Lawrence Ferlenghatti, poet, publisher, and activist, is now 100.

There are a handful of reasons why people go vegan – compassion, cholesterol, climate (and those are just the c’s). An additional reason, one that is perhaps surprising but captivating, too, is that consciously choosing to eat plants instead of animals can lead to a inner brightening, a life filled with wonder. The body benefits, and the soul even more.

I remember as a young girl hearing on a scratchy LP the voice of poet Lawrence Ferlinghetti repeat the refrain: “I am waiting for a rebirth of wonder…I am perpetually awaiting a rebirth of wonder…I am awaiting perpetually and forever a renaissance of wonder.” I realized that I was waiting for the same thing. There was life as it was and life as it ought to be, infused with beneficent coincidences and more rainbows than average. Without a dose of this wonder every now and then, life would be as constricting as the straight skirts and neckties of the Ferlinghetti fifties.

I was certain at fourteen that I hadn’t abandoned heaven for an earth thatlimiting. I was here to help usher in and be a tiny part of the renaissance of wonder. So I read and went to lectures. I studied religions and philosophies of the East and West, even spending the first eighteen months of my twenties in the monastic confines of the Theosophical Society in America, housed on a late 19thcentury estate in one of Chicago’s western suburbs, and dedicated to “unity of all people, study of comparative religion, philosophy, and science, and the powers latent in man.” I worked there as a library assistant and absorbed lots of information and even a little wisdom. I had ah-hah’s and began to share them as a writer.

I had also become a vegetarian and had learned about being an uber-vegetarian, a vegan.
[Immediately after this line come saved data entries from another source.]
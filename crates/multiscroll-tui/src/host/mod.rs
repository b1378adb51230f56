//! Headless list toolkit used by the demo and the scenario runner
//!
//! - `list` - [`SimList`], a viewport over items of known sizes
//! - `sim` - [`SimHost`], the toolkit: owns lists, queues and dispatches
//!   notifications, implements [`ListHost`](multiscroll_core::ListHost)

pub mod list;
pub mod sim;

pub use list::SimList;
pub use sim::{HostEvent, HostStats, ListId, SimHost};

#[cfg(test)]
mod tests {
    use std::time::Duration;

    use multiscroll_core::sync::{
        Anchor, CellSizer, Listener, MultiScroller, Orientation, ScrollState, TouchAction,
    };
    use multiscroll_core::{EasingType, FlingConfig};

    use super::*;

    const FRAME: Duration = Duration::from_millis(16);

    struct Fixture {
        host: SimHost,
        scroller: MultiScroller<ListId>,
        ids: Vec<ListId>,
    }

    impl Fixture {
        fn uniform(count: usize) -> Self {
            let fling = FlingConfig {
                duration_ms: 320,
                easing: EasingType::Linear,
                ..Default::default()
            };
            let mut host = SimHost::new(Orientation::Horizontal, fling);
            let ids = (0..count)
                .map(|_| host.push(SimList::uniform(40, 50, 200)))
                .collect();
            let scroller = MultiScroller::new(Orientation::Horizontal, CellSizer::fixed(50));
            Self {
                host,
                scroller,
                ids,
            }
        }

        fn pump(&mut self) {
            self.host.layout_pending();
            self.host.dispatch(&mut self.scroller);
        }

        fn join_all(&mut self) {
            for id in self.ids.clone() {
                self.scroller.add(&mut self.host, id);
            }
            self.pump();
        }

        fn offset(&self, id: ListId) -> i64 {
            self.host.list(id).map(SimList::offset).unwrap_or(-1)
        }

        fn settle(&mut self) {
            while self.host.is_flinging() {
                self.host.tick(FRAME);
                self.pump();
            }
        }
    }

    #[test]
    fn test_drag_moves_group_pixel_for_pixel() {
        let mut fixture = Fixture::uniform(3);
        fixture.join_all();
        let [a, b, c] = [fixture.ids[0], fixture.ids[1], fixture.ids[2]];

        fixture.host.drag(a, 120);
        fixture.pump();

        assert_eq!(fixture.offset(a), 120);
        assert_eq!(fixture.offset(b), 120);
        assert_eq!(fixture.offset(c), 120);
        assert_eq!(fixture.scroller.displacement(), 120);
        assert_eq!(fixture.scroller.active_driver(), Some(a));
        // One broadcast per follower, echoes dropped
        assert_eq!(fixture.host.stats().scroll_by_calls, 2);
    }

    #[test]
    fn test_echoes_do_not_feed_back_after_release() {
        let mut fixture = Fixture::uniform(2);
        fixture.join_all();
        let [a, b] = [fixture.ids[0], fixture.ids[1]];

        fixture.host.drag(a, 30);
        fixture.host.drag(a, 30);
        fixture.host.release(a, 0.0);
        fixture.pump();

        assert_eq!(fixture.scroller.active_driver(), None);
        assert_eq!(fixture.offset(a), 60);
        assert_eq!(fixture.offset(b), 60);
        assert_eq!(fixture.scroller.displacement(), 60);
        assert_eq!(fixture.host.stats().scroll_by_calls, 2);
    }

    #[test]
    fn test_fling_keeps_followers_in_step() {
        let mut fixture = Fixture::uniform(3);
        fixture.join_all();
        let a = fixture.ids[0];

        fixture.host.drag(a, 10);
        fixture.host.release(a, 1000.0);
        fixture.pump();
        assert_eq!(fixture.host.list(a).map(SimList::state), Some(ScrollState::Settling));

        while fixture.host.is_flinging() {
            fixture.host.tick(FRAME);
            fixture.pump();
            for id in &fixture.ids {
                assert_eq!(fixture.offset(*id), fixture.offset(a));
            }
        }

        assert_eq!(fixture.offset(a), 170);
        assert_eq!(fixture.scroller.displacement(), 170);
        assert_eq!(fixture.scroller.active_driver(), None);
    }

    #[test]
    fn test_late_joiner_is_aligned_without_scrolling_the_group() {
        let mut fixture = Fixture::uniform(3);
        fixture.join_all();
        fixture.host.drag(fixture.ids[0], 120);
        fixture.host.release(fixture.ids[0], 0.0);
        fixture.pump();
        let broadcasts = fixture.host.stats().scroll_by_calls;

        let late = fixture.host.push(SimList::uniform(40, 50, 200));
        fixture.scroller.add(&mut fixture.host, late);
        fixture.pump();

        assert!(fixture.scroller.is_included(late));
        assert_eq!(fixture.offset(late), 120);
        assert_eq!(
            fixture.host.list(late).map(SimList::anchor),
            Some(Anchor {
                position: 2,
                offset: 20
            })
        );
        assert_eq!(fixture.host.stats().scroll_by_calls, broadcasts);
        assert_eq!(fixture.scroller.displacement(), 120);
    }

    #[test]
    fn test_touch_takes_over_mid_fling() {
        let mut fixture = Fixture::uniform(2);
        fixture.join_all();
        let [a, b] = [fixture.ids[0], fixture.ids[1]];

        fixture.host.drag(a, 10);
        fixture.host.release(a, 2000.0);
        fixture.pump();
        fixture.host.tick(FRAME);
        fixture.pump();
        assert!(fixture.host.is_flinging());

        fixture.host.touch(b, TouchAction::Down);
        fixture.pump();

        assert!(!fixture.host.is_flinging());
        assert_eq!(fixture.host.stats().stop_calls, 1);
        assert_eq!(fixture.scroller.active_driver(), None);

        let before = fixture.offset(a);
        fixture.host.drag(b, -25);
        fixture.pump();
        assert_eq!(fixture.scroller.active_driver(), Some(b));
        assert_eq!(fixture.offset(a), before - 25);
        assert_eq!(fixture.offset(b), before - 25);
    }

    #[test]
    fn test_detach_and_reattach() {
        let mut fixture = Fixture::uniform(2);
        fixture.join_all();
        let [a, b] = [fixture.ids[0], fixture.ids[1]];

        fixture.host.detach(b);
        fixture.pump();
        assert!(!fixture.scroller.is_included(b));

        fixture.host.drag(a, 75);
        fixture.host.release(a, 0.0);
        fixture.pump();
        assert_eq!(fixture.offset(b), 0);

        fixture.host.attach(b);
        fixture.pump();
        assert!(fixture.scroller.is_included(b));
        assert_eq!(fixture.offset(b), 75);
    }

    #[test]
    fn test_clear_mid_fling_stops_relaying() {
        let mut fixture = Fixture::uniform(2);
        fixture.join_all();
        let [a, b] = [fixture.ids[0], fixture.ids[1]];

        fixture.host.drag(a, 10);
        fixture.host.release(a, 1000.0);
        fixture.pump();

        fixture.scroller.clear(&mut fixture.host);
        assert!(!fixture.host.has_listener(a, Listener::Scroll));
        let followed = fixture.offset(b);

        fixture.settle();

        assert_eq!(fixture.offset(b), followed);
        assert!(fixture.offset(a) > followed);
        assert_eq!(fixture.scroller.displacement(), 10);
    }

    #[test]
    fn test_dynamic_sizes_align_late_joiner() {
        let sizes = vec![30, 70, 40, 55, 20, 65, 35, 50, 45, 60];
        let mut host = SimHost::new(Orientation::Horizontal, FlingConfig::default());
        let a = host.push(SimList::new(sizes.clone(), 100));
        let mut scroller = MultiScroller::with_orientation(Orientation::Horizontal);
        scroller.add(&mut host, a);
        host.layout_pending();
        host.dispatch(&mut scroller);

        // Two steps so every item passed on the way gets rendered and measured
        host.drag(a, 80);
        host.drag(a, 70);
        host.release(a, 0.0);
        host.dispatch(&mut scroller);

        let late = host.push(SimList::new(sizes, 100));
        scroller.add(&mut host, late);
        host.layout_pending();
        host.dispatch(&mut scroller);

        assert_eq!(host.list(late).map(SimList::offset), Some(150));
        assert_eq!(
            scroller.anchor(),
            Ok(Anchor {
                position: 3,
                offset: 10
            })
        );
    }
}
It seemed extreme at the time and without the perks vegans now enjoy — non-dairy milk at coffee places, and accessible salad bars and veggie-burgers — it was difficult.

Adair Moran, lifelong vegan

I slipped and slid – vegan to vegetarian and then a foray into fish (not even vegetarian!), vegetarian to vegan and back again. Then my daughter was born. I had a lot to learn about being a mom, but I knew I wanted to raise this child without harming someone else’s child, regardless of species. Choosing this path, and raising my daughter vegan has brought about some non-surprising results: a clearer conscience, greater empathy for people as well as animals, more appreciation for natural foods and, so far anyway, the avoidance of the health problems that plagued my family of origin – notably, hypertension and early-onset coronary disease.

The great surprise, though, was that something else came along with the change of diet and lifestyle and attitude: that wonder I’d been seeking for such a long time. It came as an inner awakening I’d looked for in books and philosophies and never expected to find in prosaic fruits and vegetables. The change was physical – I felt better – and metaphysical: life elevated.

It is exciting to be part of a force for good that was tiny when I came onboard but that has in the past two decades grown to become a global movement. It is thrilling to see attitudes change. The response to someone’s wearing fur, for example, is similar to that of someone’s smoking a cigarette: “Seriously? People still do that?”

And the physiological happiness that results from eating a colorful, natural, all-plant diet has to be experienced to be understood. When you’ve been consuming berries and greens and beans and nuts and salads and smoothies and soups and juices and curries and your favorite dark chocolate for awhile, your cells get so happy, your attitude can’t help but catch up.

And something hums along inside you that is downright irrepressible. I am convinced that this is what it feels like when your soul is awakening and your spirit expressing itself. And I believe, Mr. Ferlinghetti, that this is nothing less than the renaissance of wonder.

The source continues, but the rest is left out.